But he gives us more grace.
In Korea I feel as though I don’t have much more than grace and kimchi to get me through. But here in America there’s my mom’s lasagna, my dad’s pancakes, my sister’s cookies, Mama Penning chili, friends and family and a cozy fireplace. Grace is probably here, too, somewhere, but it’s buried beneath the tree and presents and Home.
The one thing Korea might have over America is sunshine. Since I arrived home ten days or so ago, I think it’s only been properly sunny on two of them—one of which I was cooped up in a plane for. Between the clouds and familiarity, it’s a lot harder to see the grace over here.
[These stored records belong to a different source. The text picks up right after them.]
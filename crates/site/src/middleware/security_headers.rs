//! Security headers applied to every response.

use axum::{
    extract::Request,
    http::{HeaderMap, HeaderName, HeaderValue, header},
    middleware::Next,
    response::Response,
};

/// Content Security Policy.
///
/// Everything is same-origin except the HTMX script (unpkg) and the dog
/// photos, which are hot-linked from the image provider's CDN.
pub const CONTENT_SECURITY_POLICY: &str = "default-src 'none'; \
     script-src 'self' https://unpkg.com; \
     style-src 'self'; \
     img-src 'self' https://images.dog.ceo; \
     connect-src 'self'; \
     base-uri 'self'; \
     form-action 'self'; \
     frame-ancestors 'none'";

/// The site uses no device or media APIs.
const PERMISSIONS_POLICY: &str = "camera=(), microphone=(), geolocation=(), payment=(), usb=()";

const HEADERS: [(HeaderName, &str); 8] = [
    (header::CONTENT_SECURITY_POLICY, CONTENT_SECURITY_POLICY),
    (header::X_FRAME_OPTIONS, "DENY"),
    (header::X_CONTENT_TYPE_OPTIONS, "nosniff"),
    (header::REFERRER_POLICY, "no-referrer"),
    (HeaderName::from_static("permissions-policy"), PERMISSIONS_POLICY),
    (HeaderName::from_static("cross-origin-opener-policy"), "same-origin"),
    (HeaderName::from_static("cross-origin-resource-policy"), "same-origin"),
    // Provider images carry no CORP header, so require-corp would block them
    (HeaderName::from_static("cross-origin-embedder-policy"), "credentialless"),
];

/// Add the security headers, leaving any a handler already set.
pub async fn security_headers_middleware(request: Request, next: Next) -> Response {
    let mut response = next.run(request).await;
    apply(response.headers_mut());
    response
}

fn apply(headers: &mut HeaderMap) {
    for (name, value) in HEADERS {
        headers
            .entry(name)
            .or_insert_with(|| HeaderValue::from_static(value));
    }
}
But it’s Christmas! And if there was ever a time for grace, it’s Christmas. Grace for your waistline as you eat some cookies. Grace for your crazier family members as they do what they always do which is not what you do on Christmas. Grace for your friends. Grace for hectic shopping malls and the impatient.
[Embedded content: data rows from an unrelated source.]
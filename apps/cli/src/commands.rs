//! CLI command definitions, routing, and tracing setup.

use std::path::{Path, PathBuf};

use clap::{Parser, Subcommand};
use color_eyre::eyre::{Result, eyre};
use indicatif::{ProgressBar, ProgressStyle};
use tracing::{error, info};

use powerni_core::{
    FetchOptions, ProgressReporter, RenderConfig, RenderResult, ReportSource, ReportState,
    SUCCESS_MESSAGE, SubscriptionError, generate_report_files, load_report, open_subscriptions,
    read_subscriptions, render_site, report_outline,
};
use powerni_render::format_entry_timestamp;
use powerni_shared::{AppConfig, expand_home, init_config, load_config};

// ---------------------------------------------------------------------------
// CLI structure
// ---------------------------------------------------------------------------

/// PowerNI: weekly energy market insights for Northern Ireland.
#[derive(Parser)]
#[command(
    name = "powerni",
    version,
    about = "Render the PowerNI market report and manage newsletter subscriptions.",
    long_about = None,
)]
pub(crate) struct Cli {
    /// Log format: text (default) or json.
    #[arg(long, default_value = "text", global = true)]
    pub log_format: LogFormat,

    /// Verbosity level (-v, -vv).
    #[arg(short, long, action = clap::ArgAction::Count, global = true)]
    pub verbose: u8,

    #[command(subcommand)]
    pub command: Command,
}

/// Log output format.
#[derive(Clone, Debug, clap::ValueEnum)]
pub(crate) enum LogFormat {
    Text,
    Json,
}

/// Top-level CLI subcommands.
#[derive(Subcommand)]
pub(crate) enum Command {
    /// Render the report into an HTML page.
    Render {
        /// Report JSON path or http(s) URL (defaults to `[report] source`).
        #[arg(long)]
        report: Option<String>,

        /// Output HTML file.
        #[arg(short, long, default_value = "public/index.html")]
        out: PathBuf,

        /// Print the rendered fragments as JSON instead of writing a page.
        #[arg(long)]
        json: bool,
    },

    /// Convert a plain-text report into report JSON.
    Generate {
        /// Plain-text report.
        #[arg(short, long, default_value = "reports/latest.txt")]
        input: PathBuf,

        /// Output JSON file (can be specified multiple times).
        #[arg(short, long, default_value = "public/report.json")]
        out: Vec<PathBuf>,
    },

    /// Subscribe an email address to the newsletter.
    Subscribe {
        /// Email address.
        email: String,
    },

    /// List subscribed email addresses.
    Subscribers,

    /// Print the section titles of a report.
    Outline {
        /// Report JSON path or http(s) URL (defaults to `[report] source`).
        #[arg(long)]
        report: Option<String>,
    },

    /// Configuration management.
    Config {
        /// Config subcommand.
        #[command(subcommand)]
        action: ConfigAction,
    },
}

/// Config subcommands.
#[derive(Subcommand)]
pub(crate) enum ConfigAction {
    /// Initialize config file with defaults.
    Init,
    /// Show resolved configuration.
    Show,
}

// ---------------------------------------------------------------------------
// Tracing setup
// ---------------------------------------------------------------------------

/// Initialize tracing based on CLI flags.
pub(crate) fn init_tracing(cli: &Cli) {
    use tracing_subscriber::{EnvFilter, fmt};

    let filter = match cli.verbose {
        0 => "powerni=info",
        1 => "powerni=debug",
        _ => "powerni=trace",
    };

    let env_filter =
        EnvFilter::try_from_default_env().unwrap_or_else(|_| EnvFilter::new(filter));

    match cli.log_format {
        LogFormat::Text => {
            fmt()
                .with_env_filter(env_filter)
                .with_target(false)
                .with_writer(std::io::stderr)
                .init();
        }
        LogFormat::Json => {
            fmt()
                .json()
                .with_env_filter(env_filter)
                .with_writer(std::io::stderr)
                .init();
        }
    }
}

// ---------------------------------------------------------------------------
// Command dispatch
// ---------------------------------------------------------------------------

/// Run the CLI command.
pub(crate) async fn run(cli: Cli) -> Result<()> {
    match cli.command {
        Command::Render { report, out, json } => cmd_render(report.as_deref(), &out, json).await,
        Command::Generate { input, out } => cmd_generate(&input, &out),
        Command::Subscribe { email } => cmd_subscribe(&email).await,
        Command::Subscribers => cmd_subscribers().await,
        Command::Outline { report } => cmd_outline(report.as_deref()).await,
        Command::Config { action } => match action {
            ConfigAction::Init => cmd_config_init(),
            ConfigAction::Show => cmd_config_show(),
        },
    }
}

// ---------------------------------------------------------------------------
// Command handlers
// ---------------------------------------------------------------------------

async fn cmd_render(report: Option<&str>, out: &Path, json: bool) -> Result<()> {
    let config = load_config()?;
    let mut render_config = RenderConfig::from_app_config(&config)?;
    if let Some(raw) = report {
        render_config.source = ReportSource::parse(raw)?;
    }
    if !json {
        render_config.out = Some(out.to_path_buf());
    }

    info!(source = %render_config.source, "rendering report");

    let progress: Box<dyn ProgressReporter> = if json {
        Box::new(powerni_core::SilentProgress)
    } else {
        Box::new(CliProgress::new())
    };
    let result = render_site(&render_config, progress.as_ref()).await?;

    if let ReportState::Failed { message, attempts } = &result.state {
        if let Some(path) = &result.written_to {
            eprintln!("  Error page written to {}", path.display());
        }
        return Err(eyre!(
            "report unavailable after {attempts} attempt(s): {message}"
        ));
    }

    if json {
        println!("{}", serde_json::to_string_pretty(&result.rendered)?);
        return Ok(());
    }

    print_render_summary(&result);
    Ok(())
}

fn print_render_summary(result: &RenderResult) {
    let subscribers = result
        .subscriber_count
        .map_or_else(|| "unavailable".to_string(), |n| n.to_string());

    println!();
    println!("  Report rendered successfully!");
    if let Some(rendered) = &result.rendered {
        println!("  Generated:   {}", rendered.generated_at);
        println!("  Sources:     {}", rendered.sources.len());
    }
    println!("  Subscribers: {subscribers}");
    if let Some(path) = &result.written_to {
        println!("  Page:        {}", path.display());
    }
    println!(
        "  Time:        {:.1}s",
        result.elapsed.as_secs_f64()
    );
    println!();
}

fn cmd_generate(input: &Path, outputs: &[PathBuf]) -> Result<()> {
    let generated_at = chrono::Local::now().naive_local();
    let report = generate_report_files(input, outputs, generated_at)?;

    println!("Report generated: {}", report.subject);
    for out in outputs {
        println!("  {}", out.display());
    }
    Ok(())
}

async fn cmd_subscribe(email: &str) -> Result<()> {
    let config = load_config()?;
    let db_path = expand_home(&config.newsletter.db_path)?;

    let outcome = match open_subscriptions(&db_path, &config.newsletter.collection).await {
        Ok(subs) => subs.submit(email).await,
        Err(e) => Err(e),
    };

    match outcome {
        Ok(entries) => {
            println!("{SUCCESS_MESSAGE}");
            info!(count = entries.len(), "subscription list updated");
            Ok(())
        }
        Err(e) => {
            if let SubscriptionError::Persistence(detail) = &e {
                error!(path = %db_path.display(), detail, "subscription store failed");
            }
            Err(eyre!(e.user_message()))
        }
    }
}

async fn cmd_subscribers() -> Result<()> {
    let config = load_config()?;
    let db_path = expand_home(&config.newsletter.db_path)?;
    let entries = read_subscriptions(&db_path, &config.newsletter.collection).await?;

    if entries.is_empty() {
        println!("No subscribers yet.");
        return Ok(());
    }

    println!("Subscribed Emails ({})", entries.len());
    for entry in &entries {
        println!(
            "  {} - {}",
            entry.email,
            format_entry_timestamp(&entry.timestamp)
        );
    }
    Ok(())
}

async fn cmd_outline(report: Option<&str>) -> Result<()> {
    let config = load_config()?;
    let source = ReportSource::parse(report.unwrap_or(&config.report.source))?;

    let report = load_report(&source, &FetchOptions::from(&config.report)).await?;
    println!("{}", report.subject);
    for section in report_outline(&report) {
        let lines = section.body.lines().filter(|l| !l.trim().is_empty()).count();
        println!("  {} ({lines} lines)", section.title);
    }
    Ok(())
}

fn cmd_config_init() -> Result<()> {
    let path = init_config()?;
    println!("Config initialized at: {}", path.display());
    Ok(())
}

fn cmd_config_show() -> Result<()> {
    let config: AppConfig = load_config()?;
    let toml_str = toml::to_string_pretty(&config)?;
    println!("{toml_str}");
    Ok(())
}

// ---------------------------------------------------------------------------
// Progress reporter
// ---------------------------------------------------------------------------

/// CLI progress reporter using an indicatif spinner.
struct CliProgress {
    spinner: ProgressBar,
}

impl CliProgress {
    fn new() -> Self {
        let spinner = ProgressBar::new_spinner();
        if let Ok(style) = ProgressStyle::with_template("{spinner:.cyan} {msg}") {
            spinner.set_style(
                style.tick_strings(&["⠋", "⠙", "⠹", "⠸", "⠼", "⠴", "⠦", "⠧", "⠇", "⠏"]),
            );
        }
        spinner.enable_steady_tick(std::time::Duration::from_millis(80));
        Self { spinner }
    }
}

impl ProgressReporter for CliProgress {
    fn phase(&self, name: &str) {
        self.spinner.set_message(name.to_string());
    }

    fn done(&self, _result: &RenderResult) {
        self.spinner.finish_and_clear();
    }
}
For me, I’m going to take some time this Christmas for grace. It’s always there—God is a constant quality of the world—but it’s hard to give it and even harder to receive it. That’s why Christmas is hard, perhaps. And life? Grace—and its very close but ineffable compatriot, joy—is its focal point.
So Merry Christmas, all y’all. May you find God’s grace in your life. May you find it, dwell upon it, immerse yourself in it: receive it, and give it. And may it give you joy.